In January 2020, Facebook adopted a sweeping misinformation policy that purported to remove false claims about the emerging pandemic that “presented unique risks to public health and safety.” The company banned posts that compared the coronavirus to the flu, for example, or those that promoted off-label use of drugs like hydroxychloroquine or ivermectin or raised questions about the lab-leak origins theory of the virus. The company has also targeted skeptics of the COVID-19 vaccines.
As a result of these policies, Meta removed more than 25 million pieces of content since the start of the pandemic, said Nick Clegg, Meta president of Global Affairs, in a blog post.
“Meta began removing false claims about masking, social distancing and the transmissibility of the virus. In late 2020, when the first vaccine became available, we also began removing further false claims, such as the vaccine being harmful or ineffective. Meta’s policy currently provides for removal of 80 distinct false claims about COVID-19 and vaccines,” Clegg wrote.
But now, Clegg wrote that “the time is right” for Meta to reconsider its heavy-handed censorship policies.
“The world has changed considerably since 2020. We now have Meta’s COVID-19 Information Center, and guidance from public health authorities is more readily available.

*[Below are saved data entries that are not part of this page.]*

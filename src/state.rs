//! Session state record and the presence-channel phase machine.

#[cfg(test)]
#[path = "state_test.rs"]
mod state_test;

use crate::types::AuthUser;

/// Presence-channel connection phase.
///
/// Connect and disconnect both transition through an intermediate phase
/// under the store lock, so a concurrent second attempt observes the
/// in-progress phase and backs off instead of racing a guard-then-open.
#[derive(Clone, Copy, Debug, Default, PartialEq, Eq)]
pub enum ChannelPhase {
    #[default]
    Disconnected,
    Connecting,
    Connected,
    Disconnecting,
}

/// Snapshot of the session record published to observers.
#[derive(Clone, Debug, Default)]
pub struct SessionState {
    /// Present iff a session is currently authenticated.
    pub auth_user: Option<AuthUser>,
    /// True while a signup request is in flight.
    pub is_signing_up: bool,
    /// True while a login request is in flight.
    pub is_logging_in: bool,
    /// True while a profile update is in flight.
    pub is_updating_profile: bool,
    /// True from construction until the first auth check completes; cleared
    /// exactly once, never set again.
    pub is_checking_auth: bool,
    /// User ids currently online, replaced wholesale on each presence event.
    pub online_users: Vec<String>,
    /// Phase of the presence channel.
    pub channel: ChannelPhase,
}

impl SessionState {
    /// Initial state: unauthenticated, auth check pending, no channel.
    #[must_use]
    pub fn new() -> Self {
        Self { is_checking_auth: true, ..Self::default() }
    }
}
//! Wire types for the `/auth/*` endpoints.
//!
//! Field names mirror the backend's JSON (`_id`, camelCase), so every struct
//! carries serde rename attributes rather than leaking wire spelling into
//! Rust code.

#[cfg(test)]
#[path = "types_test.rs"]
mod types_test;

use serde::{Deserialize, Serialize};

/// The authenticated user record returned by check/signup/login and
/// update-profile.
#[derive(Debug, Clone, PartialEq, Eq, Serialize, Deserialize)]
pub struct AuthUser {
    /// Unique user identifier (`_id` on the wire).
    #[serde(rename = "_id")]
    pub id: String,
    /// Display name.
    #[serde(rename = "fullName")]
    pub full_name: String,
    /// Account email.
    pub email: String,
    /// Avatar image URL or data URI, if set.
    #[serde(rename = "profilePic", default, skip_serializing_if = "Option::is_none")]
    pub profile_pic: Option<String>,
    /// Account creation timestamp, if the endpoint includes it.
    #[serde(rename = "createdAt", default, skip_serializing_if = "Option::is_none")]
    pub created_at: Option<String>,
}

/// Registration payload. Validated upstream; the store sends it as-is.
#[derive(Debug, Clone, Serialize)]
pub struct SignupRequest {
    #[serde(rename = "fullName")]
    pub full_name: String,
    pub email: String,
    pub password: String,
}

/// Login payload.
#[derive(Debug, Clone, Serialize)]
pub struct LoginRequest {
    pub email: String,
    pub password: String,
}

/// Partial profile update; absent fields stay out of the PUT body.
#[derive(Debug, Clone, Default, Serialize)]
pub struct ProfileUpdate {
    #[serde(rename = "profilePic", skip_serializing_if = "Option::is_none")]
    pub profile_pic: Option<String>,
}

Meta’s COVID-19 Information Center has connected over two billion people across 189 countries to helpful, authoritative COVID-19 information,” Clegg wrote.
Acknowledging that the pandemic has “evolved” with the successful development and widespread use of vaccines, as well as better information from public health authorities, Clegg wrote that Meta is seeking an advisory opinion on whether it should continue to label or take down content that promotes COVID-19 misinformation.
“Meta is fundamentally committed to free expression and we believe our apps are an important way for people to make their voices heard. But some misinformation can lead to an imminent risk of physical harm, and we have a responsibility not to let this content proliferate,” Clegg wrote.
“The policies in our Community Standards seek to protect free expression while preventing this dangerous content. But resolving the inherent tensions between free expression and safety isn’t easy, especially when confronted with unprecedented and fast-moving challenges, as we have been in the pandemic. That’s why we are seeking the advice of the Oversight Board in this case. Its guidance will also help us respond to future public health emergencies.”
Meta’s oversight board consists of an international team of independent academics, law professors, journalists, human rights activists, and other experts with backgrounds related to global politics and digital content moderation. The purpose of the board is to review appeals to Facebook’s content moderation decisions and independently determine whether Meta made the right decision according to its own policies. While its decisions are “binding,” Meta remains responsible for following through with the board’s decisions.